18 October 2016

The digital hoarding struggle is real

Source: Veritas infographic. More than two thirds of office professionals give up on organising their files.
Source: Veritas infographic. More than two thirds of office professionals give up on organising their files.

Veritas Technologies, the information management provider, has released research* showing that 79% of IT decision makers (ITDMs) in Singapore admit they are hoarders of data and digital files.

Following its Data Genomics project, which analysed tens of billions of files and their attributes from many of its customers’ unstructured data environments, Veritas conducted a study to analyse the data storage habits of ITDMs and global office professionals.

Source: Veritas infographic.
Source: Veritas infographic. What makes a data hoarder?

The research, commissioned by Veritas, was conducted among office professionals and ITDMs globally, with 1,000 respondents from Singapore, to look into how individuals manage data. Significant concerns regarding data hoarding were highlighted, with 82% of all respondents indicating that they store data that could be potentially harmful to their organisations.

These include: unencrypted personal records, job applications to other companies, unencrypted company secrets and embarrassing employee correspondence. Major issues highlighted in the research include:

The findings highlighted that digital hoarding ITDMs keep 52% of all the data they create. They also concede that the oldest files on their computers are six years old, on average.

While this indicates that data hoarding behaviour is common across organisations, many office professionals, 57%, admit that they wouldn’t trust a data hoarder to turn in a project on time, higher than the global average at 48%. And nearly one in three (32%) digital hoarding office professionals have never followed through on a plan to delete old files.

Respondents are also willing to do the unexpected in order to keep the files they’ve hoarded, giving up their clothes and weekends rather than deleting their files. Close to half (45%) would rather get rid of all their clothes than their digital files while 37% would rather work weekends for three months than get rid of all their digital files.

A significant majority of ITDMs were also overwhelmed by the extent and amount of data that they are hoarding. However, while 76% of ITDMs feel that digital hoarding is one of the biggest IT problems at their company – 86% said they feel that non-IT executives don’t understand how big of a problem it can be.

More than three quarters (77%) of ITDMs frequently have to take time away from their daily responsibilities at work to solve problems caused by digital hoarding – and on average, they encounter four issues per week. On average, ITDMs feel that 44% of the employees at their company are digital hoarders, whereas 70% of office professionals self-identify as digital hoarders. What is clear is that employees struggle to determine if data has long-term importance or value. As a result, 47% of them are afraid they will eventually need to refer to the data again and they are not sure which files should be kept or deleted.

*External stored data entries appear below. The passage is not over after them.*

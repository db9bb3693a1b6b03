//src/repository/sheet.rs
use super::{encode, fetch, fetch_children, node, required, Error, Result, WORKOUT_SHEETS};
use crate::models::{now_ms, NewWorkoutSheet, SheetExercise, SheetUpdate, WorkoutSheet};
use crate::store::TreeStore;
use serde_json::{Map, Value};
use tracing::info;

fn check_exercises(exercises: &[SheetExercise]) -> Result<()> {
    if exercises.iter().any(|e| e.exercise_id.trim().is_empty()) {
        return Err(Error::Required("Sheet exercise id"));
    }
    Ok(())
}

pub async fn create<S: TreeStore>(store: &S, new: NewWorkoutSheet) -> Result<WorkoutSheet> {
    check_exercises(&new.exercises)?;
    let now = now_ms();
    let mut sheet = WorkoutSheet {
        id: String::new(),
        name: required("Sheet name", &new.name)?,
        description: new.description.trim().to_string(),
        estimated_duration: new.estimated_duration,
        exercises: new.exercises,
        created_at: now,
        updated_at: now,
    };
    sheet.id = store.push(&node(WORKOUT_SHEETS, &[])?, encode(&sheet)?).await?;
    info!(id = %sheet.id, name = %sheet.name, "created workout sheet");
    Ok(sheet)
}

pub async fn list<S: TreeStore>(store: &S) -> Result<Vec<WorkoutSheet>> {
    let records = fetch_children::<_, WorkoutSheet>(store, &node(WORKOUT_SHEETS, &[])?).await?;
    Ok(records
        .into_iter()
        .map(|(id, sheet)| WorkoutSheet { id, ..sheet })
        .collect())
}

pub async fn get<S: TreeStore>(store: &S, id: &str) -> Result<Option<WorkoutSheet>> {
    let path = node(WORKOUT_SHEETS, &[id])?;
    Ok(fetch::<_, WorkoutSheet>(store, &path)
        .await?
        .map(|sheet| WorkoutSheet {
            id: id.to_string(),
            ..sheet
        }))
}

/// Applies the given fields and bumps `updatedAt`. A new exercise list
/// replaces the old one entirely.
pub async fn update<S: TreeStore>(store: &S, id: &str, changes: SheetUpdate) -> Result<()> {
    if get(store, id).await?.is_none() {
        return Err(Error::SheetNotFound(id.to_string()));
    }
    let mut fields = Map::new();
    if let Some(name) = changes.name {
        fields.insert("name".into(), Value::String(required("Sheet name", &name)?));
    }
    if let Some(description) = changes.description {
        fields.insert(
            "description".into(),
            Value::String(description.trim().to_string()),
        );
    }
    if let Some(duration) = changes.estimated_duration {
        fields.insert(
            "estimatedDuration".into(),
            duration.map_or(Value::Null, Value::from),
        );
    }
    if let Some(exercises) = changes.exercises {
        check_exercises(&exercises)?;
        fields.insert("exercises".into(), encode(&exercises)?);
    }
    if fields.is_empty() {
        return Err(Error::Invalid {
            field: "update",
            reason: format!("no fields provided to update for sheet {id}"),
        });
    }
    fields.insert("updatedAt".into(), Value::from(now_ms()));
    store.update(&node(WORKOUT_SHEETS, &[id])?, fields).await?;
    info!(%id, "updated workout sheet");
    Ok(())
}

pub async fn delete<S: TreeStore>(store: &S, id: &str) -> Result<()> {
    store.remove(&node(WORKOUT_SHEETS, &[id])?).await?;
    info!(%id, "deleted workout sheet");
    Ok(())
}
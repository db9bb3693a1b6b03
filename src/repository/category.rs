//src/repository/category.rs
use super::{encode, fetch, fetch_children, node, required, Error, Result, CATEGORIES};
use crate::models::{now_ms, Category, CategoryUpdate, NewCategory};
use crate::store::TreeStore;
use serde_json::{Map, Value};
use tracing::info;

/// Creates a category stamped with the current time.
pub async fn create<S: TreeStore>(store: &S, new: NewCategory) -> Result<Category> {
    let now = now_ms();
    let mut category = Category {
        id: String::new(),
        name: required("Category name", &new.name)?,
        description: new.description.trim().to_string(),
        created_at: now,
        updated_at: now,
    };
    category.id = store.push(&node(CATEGORIES, &[])?, encode(&category)?).await?;
    info!(id = %category.id, name = %category.name, "created category");
    Ok(category)
}

pub async fn list<S: TreeStore>(store: &S) -> Result<Vec<Category>> {
    let records = fetch_children::<_, Category>(store, &node(CATEGORIES, &[])?).await?;
    Ok(records
        .into_iter()
        .map(|(id, category)| Category { id, ..category })
        .collect())
}

pub async fn get<S: TreeStore>(store: &S, id: &str) -> Result<Option<Category>> {
    let path = node(CATEGORIES, &[id])?;
    Ok(fetch::<_, Category>(store, &path)
        .await?
        .map(|category| Category {
            id: id.to_string(),
            ..category
        }))
}

/// Applies the given fields and bumps `updatedAt`.
pub async fn update<S: TreeStore>(store: &S, id: &str, changes: CategoryUpdate) -> Result<()> {
    if get(store, id).await?.is_none() {
        return Err(Error::CategoryNotFound(id.to_string()));
    }
    let mut fields = Map::new();
    if let Some(name) = changes.name {
        fields.insert("name".into(), Value::String(required("Category name", &name)?));
    }
    if let Some(description) = changes.description {
        fields.insert(
            "description".into(),
            Value::String(description.trim().to_string()),
        );
    }
    if fields.is_empty() {
        return Err(Error::Invalid {
            field: "update",
            reason: format!("no fields provided to update for category {id}"),
        });
    }
    fields.insert("updatedAt".into(), Value::from(now_ms()));
    store.update(&node(CATEGORIES, &[id])?, fields).await?;
    info!(%id, "updated category");
    Ok(())
}

/// Deletes the category record only. Use `journal::delete_category` to also
/// remove the exercises that reference it.
pub async fn delete<S: TreeStore>(store: &S, id: &str) -> Result<()> {
    store.remove(&node(CATEGORIES, &[id])?).await?;
    info!(%id, "deleted category record");
    Ok(())
}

The amount of data their company stores would increase the time it takes to respond to a data breach, according to 83% of ITDMs. Moreover, what is being retained could itself be harmful, with 73% of office professionals and 91% of ITDMs in Singapore admitting they save ’harmful’ files – which is significantly more than office professionals (62%) and ITDMs globally (83%). These include: unencrypted personnel records, job applications to other companies, unencrypted company secrets and embarrassing employee correspondence. Personal files also make up quite a bit of the ‘junk’ saved, with 91% of ITDMs admitting to saving unnecessary personal files.

In May 2018, the European Parliament will implement the European General Data Protection Regulation (GDPR), a set of EU-wide laws that also affect those outside the EU doing business
within it. Maximum non-compliance fines are at the higher end of US$22.3 million, or up to f4% of worldwide turnover.

“As Singapore moves towards becoming a digital society, virtually every organisation struggles with the challenges brought on by exponential data growth. As a result, office professionals and IT departments have the tendency to safeguard all the information on hand for ‘potential’ use in the future,” said Victor Cheng, MD, Asia South Region, Veritas. “To make matters worse, employees do not view data hoarding as a threat, thus placing data cleanup on the low priority list. It’s time to make data cleanup a priority while causing minimal disruption within the organisation in order to prevent breaches in the future.”

Interested?

Explore the Data Genomics Index

View the complete data hoarders infographic

*This research was conducted by Wakefield Research on behalf of Veritas Technologies across 13 countries and more than 10,000 office professionals and ITDMs.

The Veritas Data Genomics Index is the first data benchmark that accurately details real environments – from the file type composition and average age distribution, to the size proportions of their individual files. Veritas analysed tens of billions of files and their
attributes from many of its customers’ unstructured data environments in 2015 to get a better understanding of what their environments really consisted of. Over 8,000 of the most popular file type extensions were considered in the analysis. Generally, this data is a representative subset of the entire file system environment of a respective customer.